Asymmetric Metal-Mediated Difunctionalization of Unsaturated Systems

Asymmetric multicomponent reactions have transformed the outlook of approach to complex natural products, pharmaceuticals, and agrochemicals. The approach to complex molecular skeletons has transformed with a growing arsenal of efficient synthetic methodologies. Metals play an important role in this due to their diverse reactivity at their various oxidation states. Our group focuses on developing new, interesting multi-functionalization reactions utilizing this diversity.

We propose an asymmetric metal-mediated difunctionalization of alkynes and their subsequent application in total synthesis of natural products. The primary motivation of this proposal is to facilitate reductive coupling with electrophiles by coordination with low-valent, earth-abundant and highly potent transition-metal like Ni.

Literature Background

Alkynes are innately potent in increasing the complexity of a system in a single step in coupling reactions. The primary motivation of this proposal is to facilitate reductive coupling with electrophiles by coordination with low-valent transition metals. The coordination could ultimately enhance the nucleophilicity of the sp-hybridized alkyne carbon. Heck type coupling with various organometallic reagents can then be made feasible by the resultant oxidized metal center.

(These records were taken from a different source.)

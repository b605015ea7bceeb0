//! Statistical match simulator.
//!
//! No pitch geometry here: a match is 90 one-minute rounds in which a random
//! fit player of the team in possession tries a pass and a shot, with success
//! odds driven by their (home-advantage and tactic adjusted) powers. Produces a
//! line of commentary per event and the final result.

use crate::protocol::TeamSide;
use crate::squad::{PlayerStats, Team};
use crate::tactics::Tactic;
use rand::seq::SliceRandom;
use rand::Rng;
use serde::Serialize;

pub const HOME_ADVANTAGE: f64 = 1.05;
pub const MATCH_MINUTES: u32 = 90;

/// Midfield power that gives the plain pass bonus
const REFERENCE_MIDFIELD: f64 = 85.0;
/// Offense times accuracy that gives the plain shot bonus
const REFERENCE_FINISHING: f64 = 90.0 * 88.0;
const PASS_BONUS: f64 = 0.2;
const PASS_THRESHOLD: f64 = 0.5;
const SHOT_BONUS: f64 = 0.1;
const SHOT_THRESHOLD: f64 = 0.8;

#[derive(Debug, Clone, Copy, PartialEq, Eq, Serialize)]
#[serde(rename_all = "snake_case")]
pub enum Outcome {
    HomeWin,
    AwayWin,
    Draw,
}

impl Outcome {
    pub fn from_score(home: u32, away: u32) -> Self {
        match home.cmp(&away) {
            std::cmp::Ordering::Greater => Outcome::HomeWin,
            std::cmp::Ordering::Less => Outcome::AwayWin,
            std::cmp::Ordering::Equal => Outcome::Draw,
        }
    }

    pub fn message(&self) -> &'static str {
        match self {
            Outcome::HomeWin => "Home Team Wins!",
            Outcome::AwayWin => "Away Team Wins!",
            Outcome::Draw => "It's a Draw!",
        }
    }
}

#[derive(Debug, Clone, Serialize)]
#[serde(rename_all = "camelCase")]
pub struct PlayerLine {
    pub team: TeamSide,
    pub name: String,
    pub injured: bool,
    pub stats: PlayerStats,
}

#[derive(Debug, Clone, Serialize)]
#[serde(rename_all = "camelCase")]
pub struct MatchReport {
    pub home_team: String,
    pub away_team: String,
    pub home_tactic: Tactic,
    pub away_tactic: Tactic,
    pub home_goals: u32,
    pub away_goals: u32,
    pub outcome: Outcome,
    /// Minute-by-minute commentary; the last line is the outcome message
    pub commentary: Vec<String>,
    pub players: Vec<PlayerLine>,
}

pub struct OutcomeMatch<R: Rng> {
    home: Team,
    away: Team,
    home_tactic: Tactic,
    away_tactic: Tactic,
    home_goals: u32,
    away_goals: u32,
    possession: TeamSide,
    commentary: Vec<String>,
    rng: R,
}

impl<R: Rng> OutcomeMatch<R> {
    /// Possession at kickoff is a coin toss.
    pub fn new(
        home: Team,
        away: Team,
        home_tactic: Tactic,
        away_tactic: Tactic,
        mut rng: R,
    ) -> Self {
        let possession = if rng.gen_bool(0.5) {
            TeamSide::Home
        } else {
            TeamSide::Away
        };
        Self {
            home,
            away,
            home_tactic,
            away_tactic,
            home_goals: 0,
            away_goals: 0,
            possession,
            commentary: Vec::new(),
            rng,
        }
    }

    pub fn simulate(mut self) -> MatchReport {
        self.setup();
        for minute in 0..MATCH_MINUTES {
            self.play_minute(minute);
        }

        let outcome = Outcome::from_score(self.home_goals, self.away_goals);
        self.commentary.push(outcome.message().to_string());
        tracing::info!(
            "{} {}-{} {}: {}",
            self.home.name,
            self.home_goals,
            self.away_goals,
            self.away.name,
            outcome.message()
        );
        self.into_report(outcome)
    }

    fn setup(&mut self) {
        for player in &mut self.home.players {
            player.boost_powers(HOME_ADVANTAGE);
            self.home_tactic.apply(player);
        }
        for player in &mut self.away.players {
            self.away_tactic.apply(player);
        }
        tracing::debug!(
            "Setup done: {} plays {} {:?}, {} plays {} {:?}, {} kicks off",
            self.home.name,
            self.home_tactic,
            self.home_tactic.behaviors(),
            self.away.name,
            self.away_tactic,
            self.away_tactic.behaviors(),
            self.possession
        );
    }

    fn team(&self, side: TeamSide) -> &Team {
        match side {
            TeamSide::Home => &self.home,
            TeamSide::Away => &self.away,
        }
    }

    /// One minute: the team in possession passes, then shoots. A failed pass
    /// hands possession over but the shot is still taken.
    fn play_minute(&mut self, minute: u32) {
        let side = self.possession;
        let opponent = side.opponent();

        let active = self.team(side).active_players();
        let Some(&idx) = active.choose(&mut self.rng) else {
            self.commentary.push(format!(
                "Minute {}: The {} team has no fit players left, possession goes to the {} team.",
                minute, side, opponent
            ));
            self.possession = opponent;
            return;
        };

        let (name, midfield, finishing) = {
            let player = &self.team(side).players[idx];
            (
                player.name.clone(),
                player.power_in_midfield / REFERENCE_MIDFIELD,
                player.power_in_offense * player.power_in_accuracy / REFERENCE_FINISHING,
            )
        };

        if self.rng.gen::<f64>() + PASS_BONUS * midfield > PASS_THRESHOLD {
            self.commentary.push(format!(
                "Minute {}: {} from the {} team successfully passes the ball.",
                minute, name, side
            ));
        } else {
            self.commentary.push(format!(
                "Minute {}: {}'s pass is intercepted by the {} team!",
                minute, name, opponent
            ));
            self.possession = opponent;
        }

        let scored = self.rng.gen::<f64>() + SHOT_BONUS * finishing > SHOT_THRESHOLD;
        if scored {
            match side {
                TeamSide::Home => self.home_goals += 1,
                TeamSide::Away => self.away_goals += 1,
            }
            self.commentary.push(format!(
                "Minute {}: GOAL! {} from the {} team scores! Current score: {}-{}",
                minute, name, side, self.home_goals, self.away_goals
            ));
        }

        let team = match side {
            TeamSide::Home => &mut self.home,
            TeamSide::Away => &mut self.away,
        };
        let player = &mut team.players[idx];
        if scored {
            player.stats.goals += 1;
            player.stats.shots_on += 1;
        } else {
            player.stats.shots_off += 1;
        }
        if player.roll_injury(&mut self.rng) {
            tracing::debug!("{} injured in minute {}", name, minute);
            self.commentary.push(format!(
                "Minute {}: {} is injured and leaves the pitch.",
                minute, name
            ));
        }
    }

    fn into_report(self, outcome: Outcome) -> MatchReport {
        let players = [(TeamSide::Home, &self.home), (TeamSide::Away, &self.away)]
            .into_iter()
            .flat_map(|(side, team)| {
                team.players.iter().map(move |p| PlayerLine {
                    team: side,
                    name: p.name.clone(),
                    injured: p.injured,
                    stats: p.stats,
                })
            })
            .collect();

        MatchReport {
            home_team: self.home.name.clone(),
            away_team: self.away.name.clone(),
            home_tactic: self.home_tactic,
            away_tactic: self.away_tactic,
            home_goals: self.home_goals,
            away_goals: self.away_goals,
            outcome,
            commentary: self.commentary,
            players,
        }
    }
}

Montgomery and Jamison have studied the reductive coupling of alkynes and aldehydes. However, these protocols were either limited by substrate-dependent regio- and enantioselectivities or narrow scope in general. Only two reports on enantioselective three-component coupling have accessed tetrasubstituted olefins restricted to the introduction of methyl group as the third component. The absence of systematic studies in this chemistry has inspired us to embark on this field and aim for three-component coupling on various systems.

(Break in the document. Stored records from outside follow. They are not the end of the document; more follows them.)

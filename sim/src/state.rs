use crate::agent::{Agent, AgentId};
use crate::ball::Ball;
use crate::collision::check_and_resolve_collisions;
use crate::config::{MatchConfig, PitchConfig};
use crate::decision::decide_and_act;
use crate::goal::Goals;
use crate::protocol::{
    AgentWire, BallWire, FrameSnapshot, GoalMsg, ScoreWire, SummaryMsg, TeamSide,
};
use football_shared::vec2::Vec2;
use rand_chacha::ChaCha8Rng;

const HOME_COLOR: u32 = 0x0000ff;
const AWAY_COLOR: u32 = 0xff0000;

/// What happened during one frame
#[derive(Debug, Default)]
pub struct FrameEvents {
    /// Colliding pairs flagged by the collision pass
    pub collisions: Vec<(AgentId, AgentId)>,
    /// Possessor before and after the decision phase, when it changed
    pub possession_change: Option<(Option<AgentId>, Option<AgentId>)>,
    pub goal: Option<GoalMsg>,
}

/// Central match state owned by the game loop task.
pub struct MatchState {
    pub agents: Vec<Agent>,
    pub ball: Ball,
    pub goals: Goals,
    pub pitch: PitchConfig,
    pub score: ScoreWire,
    pub frame: u64,
    pub rng: ChaCha8Rng,
}

impl MatchState {
    /// Standard one-on-one lineup: a home agent a third of the way across facing
    /// right, an away agent two thirds across facing left, ball on the centre spot.
    pub fn new(config: &MatchConfig) -> Self {
        let pitch = config.pitch;
        let mid_y = pitch.height / 2.0;
        let agents = vec![
            Agent::new(
                AgentId(0),
                "Alena",
                TeamSide::Home,
                HOME_COLOR,
                Vec2::new(pitch.width / 3.0, mid_y),
                0.0,
                &config.agent,
                &pitch,
            ),
            Agent::new(
                AgentId(1),
                "Alek",
                TeamSide::Away,
                AWAY_COLOR,
                Vec2::new(2.0 * pitch.width / 3.0, mid_y),
                180.0,
                &config.agent,
                &pitch,
            ),
        ];
        Self::with_agents(pitch, agents, config.rng_seed)
    }

    /// Build a match from an explicit roster. Agent ids are reassigned to match
    /// their roster index.
    pub fn with_agents(pitch: PitchConfig, mut agents: Vec<Agent>, rng_seed: u64) -> Self {
        use rand::SeedableRng;
        for (idx, agent) in agents.iter_mut().enumerate() {
            agent.id = AgentId(idx);
        }
        Self {
            agents,
            ball: Ball::new(Self::centre_spot(&pitch), &pitch),
            goals: Goals::for_pitch(&pitch),
            pitch,
            score: ScoreWire::default(),
            frame: 0,
            rng: ChaCha8Rng::seed_from_u64(rng_seed),
        }
    }

    fn centre_spot(pitch: &PitchConfig) -> Vec2 {
        Vec2::new(pitch.width / 2.0, pitch.height / 2.0)
    }

    /// Simulate one frame: collisions, ball physics, then every agent's decision
    /// in roster order, then the goal check.
    pub fn step(&mut self) -> FrameEvents {
        let mut events = FrameEvents {
            collisions: check_and_resolve_collisions(&mut self.agents, &self.ball, &self.goals),
            ..Default::default()
        };

        self.ball.update();
        self.ball.keep_in_bounds(self.pitch.width, self.pitch.height);

        let possessor_before = self.ball.possessed_by;
        for idx in 0..self.agents.len() {
            decide_and_act(
                &mut self.agents,
                AgentId(idx),
                &mut self.ball,
                &self.goals,
                &mut self.rng,
            );
            self.agents[idx].clamp_to_pitch(self.pitch.width, self.pitch.height);
        }
        if self.ball.possessed_by != possessor_before {
            events.possession_change = Some((possessor_before, self.ball.possessed_by));
        }

        events.goal = self.check_goal();
        self.frame += 1;
        events
    }

    /// Credit a goal when the ball is inside a goal rectangle, then reset for kickoff.
    fn check_goal(&mut self) -> Option<GoalMsg> {
        let goal_side = self.goals.containing(self.ball.pos)?;
        let team = goal_side.opponent();
        match team {
            TeamSide::Home => self.score.home += 1,
            TeamSide::Away => self.score.away += 1,
        }
        let scorer = self.ball.last_touched_by;
        tracing::info!(
            "GOAL for {} at frame {} (scorer {:?}), score {}-{}",
            team,
            self.frame,
            scorer.map(|id| self.agents[id.index()].name.as_str()),
            self.score.home,
            self.score.away
        );

        self.kickoff();
        Some(GoalMsg {
            frame: self.frame,
            team,
            scorer: scorer.map(|id| id.index() as u32),
            score: self.score,
        })
    }

    fn kickoff(&mut self) {
        for agent in &mut self.agents {
            agent.reset_to_kickoff();
        }
        self.ball.reset(Self::centre_spot(&self.pitch), &mut self.agents);
    }

    /// Number of agents currently flagged as holding the ball
    pub fn possessor_count(&self) -> usize {
        self.agents.iter().filter(|a| a.in_possession).count()
    }

    /// Snapshot for the rendering collaborator
    pub fn snapshot(&self) -> FrameSnapshot {
        FrameSnapshot {
            frame: self.frame,
            agents: self.agents.iter().map(AgentWire::from).collect(),
            ball: BallWire::from(&self.ball),
            goals: self.goals.to_wire(),
            score: self.score,
        }
    }

    pub fn summary(&self) -> SummaryMsg {
        SummaryMsg {
            frames: self.frame,
            score: self.score,
        }
    }
}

The catalyst for choice for such transformations is an extremely air-, moisture-, and heat-sensitive Ni⁰ source- commercially available Ni(cod)_2. Thus, this methodology depends on stringent glove-box infrastructure, which involves time-consuming, error-prone, and tedious weighing procedures. To address this limitation, we propose to assemble the reductive coupling of alkynes and aldehydes on the benchtop, making the methodology more operationally simple, accessible, and feasible for execution.